A large degree of attention has been given to Ig-like domains during the study of the evolutionary nature of tyrosine kinase receptors (Grassot et al. 2006; Rousset et al. 1995; Agnes et al. 1997; Itoh and Ornitz 2004; Itoh 2007; Coulier et al. 1997). Nevertheless, the importance of LRR in tyrosine kinase receptors evolution remains poorly investigated. Our work provides an unprecedented direct genetic linkage between LRR domains and FGFRs and highlights the biological relevance of LRR-containing receptors from the FGFRs gene family as critical regulators of neuronal function. These findings shed new light onto the evolutionary mechanisms of diversification of the FGFRs gene family based on the alternative presence of LRR motifs instead of Ig-like domains.

Materials and methods

See Supplementary Data for image analysis of structural changes; In Situ Hybridization; Semi-Quantitative RT-PCR; HEK-293 Cell Culture and Transfection; Western Blotting; MAPK and CREB inhibition; Immunoprecipitation; Immunocytochemistry; Immunohistochemistry; Protein Tyrosine kinase Assay.

Bioinformatics

We retrieved the tyrosine kinase-containing protein sequences (FGFR, NTRK, RET, and ROR) from the NCBI database. Sequences were identified by BLASTP searches using ApLRRTK (NP_001232922) and ApNTRK (NP_001232923) sequences as query. We downloaded the hidden markov model (HMM) for the TK domain from the Pfam database (Punta et al. 2012) and used hmmsearch3 (Eddy 2011) to extract the tyrosine kinase domains for all protein sequences. We then constructed the multiple amino acid sequence alignment for the tyrosine kinase domain sequences using MAFFT (Katoh and Standley 2013). Finally, we reconstructed the maximum likelihood phylogenetic tree and assessed clade supports using the IQ-TREE ultrafast bootstrap approximation (Minh et al. 2013). For tree reconstruction, we applied the LG + I + G + F substitution model as the best-fit model according to the Bayesian information criterion (Schwarz 1978). The resulting alignment and tree were visualized by Jalview (Waterhouse et al. 2009) and Figtree (http://tree.bio.ed.ac.uk/software/figtree/), respectively.

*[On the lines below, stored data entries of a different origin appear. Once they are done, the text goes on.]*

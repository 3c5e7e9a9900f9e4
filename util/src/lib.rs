//! Utility library for the PID drive software

// ---------------------------------------------------------------------------
// MODULES
// ---------------------------------------------------------------------------

pub mod archive;
pub mod host;
pub mod logger;
pub mod maths;
pub mod module;
pub mod params;
pub mod session;
pub mod time;
//! Struct archiving functionality
//!
//! To add archiving functionality to a struct implement the `Archived` trait.

// ---------------------------------------------------------------------------
// IMPORTS
// ---------------------------------------------------------------------------

// External imports
use std::path::Path;
use std::fs::{File, OpenOptions};
use csv::WriterBuilder;
use csv::Writer;
use serde::Serialize;
use thiserror::Error;

// Internal imports
use crate::session::Session;

// ---------------------------------------------------------------------------
// DATA STRUCTURES
// ---------------------------------------------------------------------------

/// An object used to write CSV archive files.
///
/// The default archiver has no file attached and silently drops records, so
/// modules can be run without a session.
#[derive(Default)]
pub struct Archiver {
    writer: Option<Writer<File>>
}

// ---------------------------------------------------------------------------
// ENUMERATIONS
// ---------------------------------------------------------------------------

/// Errors which can occur while archiving.
#[derive(Debug, Error)]
pub enum ArchiveError {
    #[error("Cannot open the archive file: {0}")]
    FileOpenError(std::io::Error),

    #[error("Cannot write a record to the archive: {0}")]
    WriteError(csv::Error),

    #[error("Cannot flush the archive: {0}")]
    FlushError(std::io::Error)
}

// ---------------------------------------------------------------------------
// TRAITS
// ---------------------------------------------------------------------------

/// A trait which enables a struct to be archived as a timestamped csv.
///
/// To implement this trait, the struct shall have an `Archiver` member which
/// shall be setup in the struct's `init` or `new` functions. 
pub trait Archived {
    /// Write the archives for this struct
    fn write(&mut self) -> Result<(), ArchiveError>;
}

// ---------------------------------------------------------------------------
// IMPLEMENTATIONS
// ---------------------------------------------------------------------------

impl Archiver {
    /// Create a new archiver from a paricular path relative to the session's
    /// archive root.
    ///
    /// Any missing parent directories are created.
    pub fn from_path<P: AsRef<Path>>(
        session: &Session, path: P
    ) -> Result<Self, ArchiveError> {
        let session_path = session.arch_root.join(path);

        if let Some(parent) = session_path.parent() {
            std::fs::create_dir_all(parent)
                .map_err(ArchiveError::FileOpenError)?;
        }

        // Truncate any existing file, the archive belongs to this session only
        let file = OpenOptions::new()
            .write(true)
            .create(true)
            .truncate(true)
            .open(session_path)
            .map_err(ArchiveError::FileOpenError)?;

        let w = WriterBuilder::new()
            .has_headers(true)
            .from_writer(file);

        Ok(Self {
            writer: Some(w)
        })
    }

    /// Returns true if a file is attached to this archiver.
    pub fn is_active(&self) -> bool {
        self.writer.is_some()
    }

    /// Serialise a record into the archive.
    ///
    /// Records are written as a single CSV row, so `T` should be a struct of
    /// scalar fields.
    pub fn serialise<T: Serialize>(
        &mut self, record: &T
    ) -> Result<(), ArchiveError> {
        if let Some(ref mut w) = self.writer {
            w.serialize(record).map_err(ArchiveError::WriteError)?;
            w.flush().map_err(ArchiveError::FlushError)?;
        }

        Ok(())
    }
}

Aplysia neuronal culture, protein expressions and electrophysiology

ApLRRTK-GFP and ApLRRTK-ΔK-GPF cDNA constructs cloned into the pNEX3 expression vector (Kaang 1996) were a generous gift from Dr. Stefan Kassabov. Aplysia sensory-motor neuron co-cultures, electrophysiological and antisense-oligonucleotide inhibition experiments were carried out as previously described (Kandel 2001; Puthanveettil et al. 2008).

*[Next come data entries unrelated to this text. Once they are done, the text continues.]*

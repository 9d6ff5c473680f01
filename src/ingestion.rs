//! One-file ingestion orchestration
//!
//! Executes resolve → normalize → aggregate → write → emit as a single
//! logical unit of work. Internally strictly sequential; the runtime may run
//! many of these concurrently, one task per uploaded file.
//!
//! Soft failures (unmatched columns, malformed rows, degraded aggregates)
//! end up as counters and flags on the report. Only a failed store write or
//! an unreadable file propagates as an error - the batch is atomic, so a
//! failure means no partial rows are guaranteed persisted.

use crate::emitter::{EventEmitter, TripEvent};
use crate::error::IngestError;
use crate::ingest_core::aggregator::{summarize, TripSummary};
use crate::ingest_core::normalizer::normalize_rows;
use crate::ingest_core::reader::read_csv;
use crate::ingest_core::schema::ColumnMapping;
use crate::store::TelemetryDbWriter;
use serde::Serialize;
use std::path::Path;

/// Result of one successful file ingestion
#[derive(Debug, Clone, Serialize)]
pub struct IngestReport {
    pub filename: String,
    pub rows_total: usize,
    pub rows_inserted: usize,
    pub rows_skipped: usize,
    /// Timing is synthetic - true durations were lost
    pub synthetic_timestamps: bool,
    /// Time/speed columns were picked positionally - stats are advisory
    pub fallback_schema: bool,
    /// duration_min is a row count, not a time value
    pub degraded_duration: bool,
    pub summary: TripSummary,
}

/// Ingest one completed CSV upload.
///
/// The emitter step runs after the batch has committed and cannot fail the
/// ingestion; pass `None` to skip event dispatch entirely.
pub async fn run_ingestion(
    path: &Path,
    writer: &dyn TelemetryDbWriter,
    emitter: Option<&EventEmitter>,
) -> Result<IngestReport, IngestError> {
    let filename = path
        .file_name()
        .map(|n| n.to_string_lossy().into_owned())
        .unwrap_or_else(|| path.display().to_string());

    log::info!("🚀 Ingesting {}", filename);

    let raw = read_csv(path)?;
    let mapping = ColumnMapping::resolve(&raw.headers);
    if mapping.fallback_used {
        log::warn!("⚠️  {}: schema fallback active, trip stats are advisory", filename);
    }

    let ingested_at = chrono::Utc::now();
    let batch = normalize_rows(&raw.rows, &mapping, &filename, ingested_at);

    let (summary, degraded_duration) = summarize(&batch.samples, &mapping, &filename);

    match writer.write_batch(&batch.samples, &mapping).await {
        Ok(stored) => {
            log::debug!("Stored {} new rows for {}", stored, filename);
        }
        Err(e) => {
            log::error!(
                "❌ Batch write failed for {} ({} rows attempted): {}",
                filename,
                batch.samples.len(),
                e
            );
            return Err(e);
        }
    }
    writer.write_summary(&summary).await?;

    let report = IngestReport {
        filename: filename.clone(),
        rows_total: raw.rows.len() + raw.malformed,
        rows_inserted: batch.samples.len(),
        rows_skipped: batch.rows_skipped + raw.malformed,
        synthetic_timestamps: batch.synthetic_timestamps,
        fallback_schema: mapping.fallback_used,
        degraded_duration,
        summary,
    };

    if let Some(emitter) = emitter {
        let event = TripEvent::from_summary(&report.summary, chrono::Utc::now());
        emitter.emit(&event).await;
    }

    log::info!(
        "✅ {} ingested: {} rows ({} skipped), {:.2} km in {} min",
        filename,
        report.rows_inserted,
        report.rows_skipped,
        report.summary.distance_km,
        report.summary.duration_min
    );

    Ok(report)
}
//! Time-series store writer over SQLite
//!
//! One `telemetry` table keyed by `(timestamp_ms, session_id)` holds the raw
//! samples; `trip_summaries` holds one upserted row per ingested file.
//!
//! Durability contract:
//! - schema init is idempotent (`IF NOT EXISTS` in the engine itself, not an
//!   application flag) and safe under concurrent process startup
//! - a sample batch is written inside one transaction - it commits whole or
//!   not at all
//! - duplicate `(timestamp_ms, session_id)` pairs are ignored, so
//!   re-ingesting an identical file never fails and never duplicates rows
//! - channels with no destination column are dropped for the batch by
//!   intersecting the file's resolved channels against `PRAGMA table_info`

use crate::error::IngestError;
use crate::ingest_core::aggregator::TripSummary;
use crate::ingest_core::normalizer::TelemetrySample;
use crate::ingest_core::schema::{Channel, ColumnMapping};
use async_trait::async_trait;
use rusqlite::types::Value;
use rusqlite::Connection;
use std::sync::{Arc, Mutex};

const SCHEMA_SQL: &str = r#"
CREATE TABLE IF NOT EXISTS telemetry (
    timestamp_ms INTEGER NOT NULL,
    session_id   TEXT    NOT NULL,
    speed        REAL    NOT NULL DEFAULT 0,
    battery      REAL    NOT NULL DEFAULT 0,
    distance     REAL    NOT NULL DEFAULT 0,
    voltage      REAL    NOT NULL DEFAULT 0,
    current      REAL    NOT NULL DEFAULT 0,
    power        REAL    NOT NULL DEFAULT 0,
    temperature  REAL    NOT NULL DEFAULT 0,
    gps_lat      REAL    NOT NULL DEFAULT 0,
    gps_lon      REAL    NOT NULL DEFAULT 0,
    mode         TEXT    NOT NULL DEFAULT '',
    alert        TEXT    NOT NULL DEFAULT '',
    PRIMARY KEY (timestamp_ms, session_id)
);

CREATE INDEX IF NOT EXISTS idx_telemetry_timestamp ON telemetry (timestamp_ms);
CREATE INDEX IF NOT EXISTS idx_telemetry_session ON telemetry (session_id);

CREATE TABLE IF NOT EXISTS trip_summaries (
    filename         TEXT    PRIMARY KEY,
    distance_km      REAL    NOT NULL,
    duration_min     INTEGER NOT NULL,
    battery_start    INTEGER NOT NULL,
    battery_end      INTEGER NOT NULL,
    battery_used     INTEGER NOT NULL,
    max_speed        REAL    NOT NULL,
    avg_speed        REAL    NOT NULL,
    battery_per_km   REAL    NOT NULL,
    efficiency_score REAL    NOT NULL,
    aggressiveness   REAL    NOT NULL,
    records_count    INTEGER NOT NULL,
    created_at       INTEGER NOT NULL,
    updated_at       INTEGER NOT NULL
);
"#;

/// Create the destination tables if absent.
///
/// Idempotent and race-safe: the `IF NOT EXISTS` guard lives in the store
/// engine, so multiple process instances can run this concurrently at
/// startup without corrupting the schema. The process must not accept
/// uploads until this has succeeded.
pub fn init_schema(conn: &Connection) -> Result<(), IngestError> {
    conn.pragma_update(None, "journal_mode", "WAL")
        .map_err(|e| IngestError::SchemaInit(format!("enabling WAL: {}", e)))?;

    conn.execute_batch(SCHEMA_SQL)
        .map_err(|e| IngestError::SchemaInit(e.to_string()))?;

    log::info!("✅ Destination schema ready (telemetry, trip_summaries)");
    Ok(())
}

/// Aggregate counts over the whole store, for the operational surface
#[derive(Debug, Clone, serde::Serialize)]
pub struct StoreStats {
    pub total_trips: i64,
    pub total_records: i64,
    pub first_record_ms: Option<i64>,
    pub last_record_ms: Option<i64>,
}

/// Trait for persisting one session's batch plus its summary
#[async_trait]
pub trait TelemetryDbWriter: Send + Sync {
    /// Write the whole batch for one session atomically.
    ///
    /// Returns the number of rows actually inserted (duplicates are ignored,
    /// not errors). Any other failure aborts the entire batch.
    async fn write_batch(
        &self,
        samples: &[TelemetrySample],
        mapping: &ColumnMapping,
    ) -> Result<usize, IngestError>;

    /// Upsert the trip summary (keyed by filename, created_at preserved)
    async fn write_summary(&self, summary: &TripSummary) -> Result<(), IngestError>;
}

/// SQLite implementation of `TelemetryDbWriter`
pub struct SqliteTelemetryWriter {
    conn: Arc<Mutex<Connection>>,
    /// Destination columns discovered once at construction
    telemetry_columns: Vec<String>,
}

impl SqliteTelemetryWriter {
    /// Open a writer over an existing database. `init_schema` must have run.
    pub fn new(db_path: &str, busy_timeout_ms: u64) -> Result<Self, IngestError> {
        let conn = Connection::open(db_path)?;
        conn.busy_timeout(std::time::Duration::from_millis(busy_timeout_ms))?;

        let telemetry_columns = destination_columns(&conn, "telemetry")?;
        if telemetry_columns.is_empty() {
            return Err(IngestError::SchemaInit(
                "telemetry table has no columns - did init_schema run?".to_string(),
            ));
        }

        Ok(Self {
            conn: Arc::new(Mutex::new(conn)),
            telemetry_columns,
        })
    }

    /// Channels from the mapping that actually exist in the destination.
    ///
    /// Channels without a destination column are silently dropped for the
    /// batch - best effort, not an error.
    fn insertable_channels(&self, mapping: &ColumnMapping) -> Vec<Channel> {
        let mut channels: Vec<Channel> =
            mapping.numeric_channels().map(|(ch, _)| ch).collect();
        for text in [Channel::Mode, Channel::Alert] {
            if mapping.is_resolved(text) {
                channels.push(text);
            }
        }
        channels
            .into_iter()
            .filter(|ch| self.telemetry_columns.iter().any(|c| c == ch.as_str()))
            .collect()
    }

    /// Whole-store statistics for the health/status surface
    pub fn store_stats(&self) -> Result<StoreStats, IngestError> {
        let conn = self.conn.lock().unwrap();
        let stats = conn.query_row(
            "SELECT COUNT(DISTINCT session_id), COUNT(*), MIN(timestamp_ms), MAX(timestamp_ms)
             FROM telemetry",
            [],
            |row| {
                Ok(StoreStats {
                    total_trips: row.get(0)?,
                    total_records: row.get(1)?,
                    first_record_ms: row.get(2)?,
                    last_record_ms: row.get(3)?,
                })
            },
        )?;
        Ok(stats)
    }

    /// Load a stored summary back (testing and the status surface)
    pub fn load_summary(&self, filename: &str) -> Result<Option<TripSummary>, IngestError> {
        let conn = self.conn.lock().unwrap();
        let mut stmt = conn.prepare(
            "SELECT filename, distance_km, duration_min, battery_start, battery_end,
                    battery_used, max_speed, avg_speed, battery_per_km,
                    efficiency_score, aggressiveness, records_count
             FROM trip_summaries WHERE filename = ?",
        )?;

        let mut rows = stmt.query_map([filename], |row| {
            Ok(TripSummary {
                filename: row.get(0)?,
                distance_km: row.get(1)?,
                duration_min: row.get(2)?,
                battery_start: row.get(3)?,
                battery_end: row.get(4)?,
                battery_used: row.get(5)?,
                max_speed: row.get(6)?,
                avg_speed: row.get(7)?,
                battery_per_km: row.get(8)?,
                efficiency_score: row.get(9)?,
                aggressiveness: row.get(10)?,
                records_count: row.get::<_, i64>(11)? as usize,
            })
        })?;

        match rows.next() {
            Some(summary) => Ok(Some(summary?)),
            None => Ok(None),
        }
    }
}

fn destination_columns(conn: &Connection, table: &str) -> Result<Vec<String>, IngestError> {
    let mut stmt = conn.prepare(&format!("PRAGMA table_info({})", table))?;
    let columns = stmt
        .query_map([], |row| row.get::<_, String>(1))?
        .collect::<Result<Vec<_>, _>>()?;
    Ok(columns)
}

#[async_trait]
impl TelemetryDbWriter for SqliteTelemetryWriter {
    async fn write_batch(
        &self,
        samples: &[TelemetrySample],
        mapping: &ColumnMapping,
    ) -> Result<usize, IngestError> {
        if samples.is_empty() {
            return Ok(0);
        }

        let channels = self.insertable_channels(mapping);

        let mut column_names = vec!["timestamp_ms".to_string(), "session_id".to_string()];
        column_names.extend(channels.iter().map(|ch| ch.as_str().to_string()));
        let placeholders: Vec<String> =
            (1..=column_names.len()).map(|i| format!("?{}", i)).collect();

        let sql = format!(
            "INSERT OR IGNORE INTO telemetry ({}) VALUES ({})",
            column_names.join(", "),
            placeholders.join(", ")
        );

        let mut conn = self.conn.lock().unwrap();
        let tx = conn.transaction().map_err(IngestError::Store)?;
        let mut inserted = 0usize;

        {
            let mut stmt = tx.prepare(&sql)?;
            for sample in samples {
                let mut values: Vec<Value> = Vec::with_capacity(column_names.len());
                values.push(Value::Integer(sample.timestamp.timestamp_millis()));
                values.push(Value::Text(sample.session_id.clone()));
                for channel in &channels {
                    values.push(match channel {
                        Channel::Mode => Value::Text(sample.mode.clone()),
                        Channel::Alert => Value::Text(sample.alert.clone()),
                        numeric => Value::Real(
                            sample.numeric.get(numeric).copied().unwrap_or(0.0),
                        ),
                    });
                }
                inserted += stmt.execute(rusqlite::params_from_iter(values))?;
            }
        }

        tx.commit().map_err(IngestError::Store)?;
        Ok(inserted)
    }

    async fn write_summary(&self, summary: &TripSummary) -> Result<(), IngestError> {
        let now = chrono::Utc::now().timestamp();
        let conn = self.conn.lock().unwrap();

        conn.execute(
            r#"
            INSERT INTO trip_summaries (
                filename, distance_km, duration_min,
                battery_start, battery_end, battery_used,
                max_speed, avg_speed,
                battery_per_km, efficiency_score, aggressiveness,
                records_count, created_at, updated_at
            ) VALUES (?1, ?2, ?3, ?4, ?5, ?6, ?7, ?8, ?9, ?10, ?11, ?12, ?13, ?13)
            ON CONFLICT(filename) DO UPDATE SET
                distance_km = excluded.distance_km,
                duration_min = excluded.duration_min,
                battery_start = excluded.battery_start,
                battery_end = excluded.battery_end,
                battery_used = excluded.battery_used,
                max_speed = excluded.max_speed,
                avg_speed = excluded.avg_speed,
                battery_per_km = excluded.battery_per_km,
                efficiency_score = excluded.efficiency_score,
                aggressiveness = excluded.aggressiveness,
                records_count = excluded.records_count,
                updated_at = excluded.updated_at
            "#,
            rusqlite::params![
                summary.filename,
                summary.distance_km,
                summary.duration_min,
                summary.battery_start,
                summary.battery_end,
                summary.battery_used,
                summary.max_speed,
                summary.avg_speed,
                summary.battery_per_km,
                summary.efficiency_score,
                summary.aggressiveness,
                summary.records_count as i64,
                now,
            ],
        )?;

        Ok(())
    }
}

5-HT treatment of sensory neurons

Sensory neuron containing pleural ganglia were isolated and connective tissue removed after 2 h of protease (Sigma, St. Louis, MO, U.S.A.) treatment. Ganglia were plated in L-15 culture media overnight to allow recovery from protease treatment. The next day, culture media was washed out and ganglia were treated with five pulses of 5-HT, as previously described (Monje et al. 2012). RNA was extracted 1 and 6 h after 5-HT treatment and RT-PCR analysis was carried out as described above.

Statistical analysis

Differences between groups were analyzed by one-way ANOVA tests followed by Tukey–Kramer Multiple Comparisons Tests. An α-level of 0.05 was adopted in all instances. All analyses were carried out using BioStat 2009 professional software (AnalystSoft Inc).